Câncer de esôfago

O que é
Tipo de câncer no tubo que liga a garganta ao estômago e que pode ter duas linhagens, adenocarcinoma ou carcinoma espino-celular (CEC). O primeiro geralmente fica no terço mais inferior do esôfago e o CEC nos terços médio e superior. Ambos iniciam com acometimento local, proliferando para o interior do esôfago, invadindo órgãos ao redor, disseminando para gânglios linfáticos vizinhos à lesão ou para outros órgãos à distância (chamado de metástases).

Sintomas
Na fase inicial não há sintomas, apenas quando a doença evolui, trazendo dificuldade ou dor ao engolir, dor retroesternal (atrás do osso do meio do peito), dor torácica, sensação de obstrução à passagem do alimento, náuseas, vômitos e perda do apetite.
O impedimento de engolir costuma sinalizar a doença em estado avançado e progride de alimentos sólidos até pastosos e líquidos. A perda de peso pode chegar até 10% do peso corporal.

Fatores de risco
Carcinoma espino-celular (CEC): tabagismo e consumo de álcool. Outro fator é a ingestão de produtos cáusticos (soda cáustica, por exemplo) e, recentemente, foi listado o consumo regular de bebidas quentes (acima de 65ºC).
Adenocarcinoma: a obesidade e o refluxo gastro-esofágico crônico com alteração do tecido do esôfago inferior.

Diagnóstico
É feito através da endoscopia digestiva (exame de imagem que investiga o interior do tubo digestivo), de estudos citológicos (das células) e de métodos com colorações especiais.

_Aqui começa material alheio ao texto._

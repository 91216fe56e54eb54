//! Engine configuration file support.
//!
//! Configuration is read from TOML. Every section is optional and falls back
//! to the defaults documented on each field, so an empty file is valid.
//!
//! ```toml
//! [business_window]
//! weekend_days = [0, 6]         # 0 = Sunday
//! business_days = [1, 2, 3, 4, 5]
//! start_hour = 9
//! end_hour = 18                 # inclusive
//!
//! [aggregation]
//! completed_statuses = ["paid", "shipped", "delivered"]
//! top_n = 10
//!
//! [orders]
//! default_limit = 20
//! max_limit = 1000
//!
//! [compare]
//! demo_instant = "2024-08-19T00:00:00Z"
//!
//! [[tenant_policies]]
//! tenant_id = 7
//! weekend_days = [5, 6]
//! business_days = [0, 1, 2, 3, 4]
//! ```

use chrono::{DateTime, Utc};
use log::info;
use serde::{Deserialize, Serialize};
use std::fs;
use std::path::Path;

use crate::core::domain::{RecordStatus, TenantId};
use crate::core::error::EngineResult;
use crate::db::repository::{ErrorContext, RepositoryError};
use crate::services::aggregation::{AggregationOptions, TimeAnchor};
use crate::services::classifier::{BusinessWindowPolicy, PolicyBook};
use crate::services::engine::{default_demo_instant, Engine};
use crate::services::orders::OrderListingOptions;
use crate::time::TimezoneRegistry;

/// File name looked up by [`EngineConfig::from_default_location`].
pub const CONFIG_FILE_NAME: &str = "tz_engine.toml";

/// Top-level engine configuration.
#[derive(Debug, Clone, Default, PartialEq, Serialize, Deserialize)]
pub struct EngineConfig {
    #[serde(default)]
    pub business_window: BusinessWindowSettings,
    #[serde(default)]
    pub aggregation: AggregationSettings,
    #[serde(default)]
    pub orders: OrderListingOptions,
    #[serde(default)]
    pub compare: CompareSettings,
    #[serde(default)]
    pub tenant_policies: Vec<TenantPolicySettings>,
}

/// Business window, all days numbered 0 = Sunday … 6 = Saturday.
#[derive(Debug, Clone, PartialEq, Eq, Serialize, Deserialize)]
pub struct BusinessWindowSettings {
    #[serde(default = "default_weekend_days")]
    pub weekend_days: Vec<u32>,
    #[serde(default = "default_business_days")]
    pub business_days: Vec<u32>,
    #[serde(default = "default_start_hour")]
    pub start_hour: u32,
    #[serde(default = "default_end_hour")]
    pub end_hour: u32,
}

fn default_weekend_days() -> Vec<u32> {
    vec![0, 6]
}

fn default_business_days() -> Vec<u32> {
    vec![1, 2, 3, 4, 5]
}

fn default_start_hour() -> u32 {
    9
}

fn default_end_hour() -> u32 {
    18
}

impl Default for BusinessWindowSettings {
    fn default() -> Self {
        Self {
            weekend_days: default_weekend_days(),
            business_days: default_business_days(),
            start_hour: default_start_hour(),
            end_hour: default_end_hour(),
        }
    }
}

impl BusinessWindowSettings {
    pub fn to_policy(&self) -> EngineResult<BusinessWindowPolicy> {
        BusinessWindowPolicy::new(
            self.weekend_days.iter().copied(),
            self.business_days.iter().copied(),
            self.start_hour,
            self.end_hour,
        )
    }
}

/// A business window override for one tenant.
#[derive(Debug, Clone, PartialEq, Eq, Serialize, Deserialize)]
pub struct TenantPolicySettings {
    pub tenant_id: TenantId,
    #[serde(flatten)]
    pub window: BusinessWindowSettings,
}

#[derive(Debug, Clone, PartialEq, Eq, Serialize, Deserialize)]
pub struct AggregationSettings {
    /// Statuses counted in aggregates and rankings.
    #[serde(default = "default_completed_statuses")]
    pub completed_statuses: Vec<RecordStatus>,
    #[serde(default = "default_top_n")]
    pub top_n: usize,
    #[serde(default)]
    pub anchor: TimeAnchor,
}

fn default_completed_statuses() -> Vec<RecordStatus> {
    vec![
        RecordStatus::Paid,
        RecordStatus::Shipped,
        RecordStatus::Delivered,
    ]
}

fn default_top_n() -> usize {
    10
}

impl Default for AggregationSettings {
    fn default() -> Self {
        Self {
            completed_statuses: default_completed_statuses(),
            top_n: default_top_n(),
            anchor: TimeAnchor::default(),
        }
    }
}

#[derive(Debug, Clone, PartialEq, Serialize, Deserialize)]
pub struct CompareSettings {
    #[serde(default = "default_demo_instant")]
    pub demo_instant: DateTime<Utc>,
}

impl Default for CompareSettings {
    fn default() -> Self {
        Self {
            demo_instant: default_demo_instant(),
        }
    }
}

impl EngineConfig {
    /// Load configuration from a TOML file.
    pub fn from_file<P: AsRef<Path>>(path: P) -> Result<Self, RepositoryError> {
        let path = path.as_ref();
        let content = fs::read_to_string(path).map_err(|e| {
            RepositoryError::configuration_with_context(
                format!("Failed to read config file: {}", e),
                ErrorContext::new("load_config").with_details(path.display().to_string()),
            )
        })?;
        let config = Self::from_str(&content)?;
        info!("Loaded engine configuration from {}", path.display());
        Ok(config)
    }

    /// Parse configuration from TOML text.
    #[allow(clippy::should_implement_trait)]
    pub fn from_str(content: &str) -> Result<Self, RepositoryError> {
        toml::from_str(content).map_err(|e| {
            RepositoryError::configuration(format!("Failed to parse config file: {}", e))
        })
    }

    /// Load configuration from the default location.
    ///
    /// Searches for `tz_engine.toml` in:
    /// 1. Current directory
    /// 2. `rust_backend/` directory
    /// 3. Parent directory
    ///
    /// Returns `Ok(None)` only when no file exists. A file that exists but
    /// cannot be read or parsed is an error.
    pub fn from_default_location() -> Result<Option<Self>, RepositoryError> {
        Self::search_from(Path::new(""))
    }

    /// Same search as [`EngineConfig::from_default_location`], rooted at `root`.
    pub fn search_from(root: &Path) -> Result<Option<Self>, RepositoryError> {
        let search_paths = [
            root.join(CONFIG_FILE_NAME),
            root.join("rust_backend").join(CONFIG_FILE_NAME),
            root.join("..").join(CONFIG_FILE_NAME),
        ];

        match search_paths.iter().find(|path| path.exists()) {
            Some(path) => Self::from_file(path).map(Some),
            None => Ok(None),
        }
    }

    /// Validate every policy and assemble an [`Engine`].
    pub fn build_engine(&self) -> EngineResult<Engine> {
        let mut policies = PolicyBook::new(self.business_window.to_policy()?)?;
        for entry in &self.tenant_policies {
            policies = policies.with_override(entry.tenant_id, entry.window.to_policy()?)?;
        }

        let aggregation =
            AggregationOptions::new(self.aggregation.completed_statuses.iter().copied())
                .with_anchor(self.aggregation.anchor);

        Ok(Engine::new(TimezoneRegistry::shared(), policies)
            .with_aggregation(aggregation)
            .with_order_listing(self.orders)
            .with_top_n(self.aggregation.top_n)
            .with_demo_instant(self.compare.demo_instant))
    }
}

Com o diagnóstico precoce, as chances de cura atingem 98%. Na presença de disfagia (dificuldade de engolir) para alimentos sólidos é recomendado estudo radiológico contrastado e também endoscopia com biópsia ou citologia para confirmação.

Tratamento
Cirurgia, radioterapia e quimioterapia, de forma isolada ou combinadas, de acordo com a avaliação médica. Na maioria dos casos, a cirurgia está indicada. Dependendo da extensão da doença, o tratamento pode ser unicamente paliativo (sem finalidade curativa), através de quimioterapia ou radioterapia. Nesse conjunto também podem ser realizadas dilatações com endoscopia, colocação de próteses autoexpansivas (para impedir o estreitamento do esôfago) e braquiterapia (radioterapia com sementes radioativas).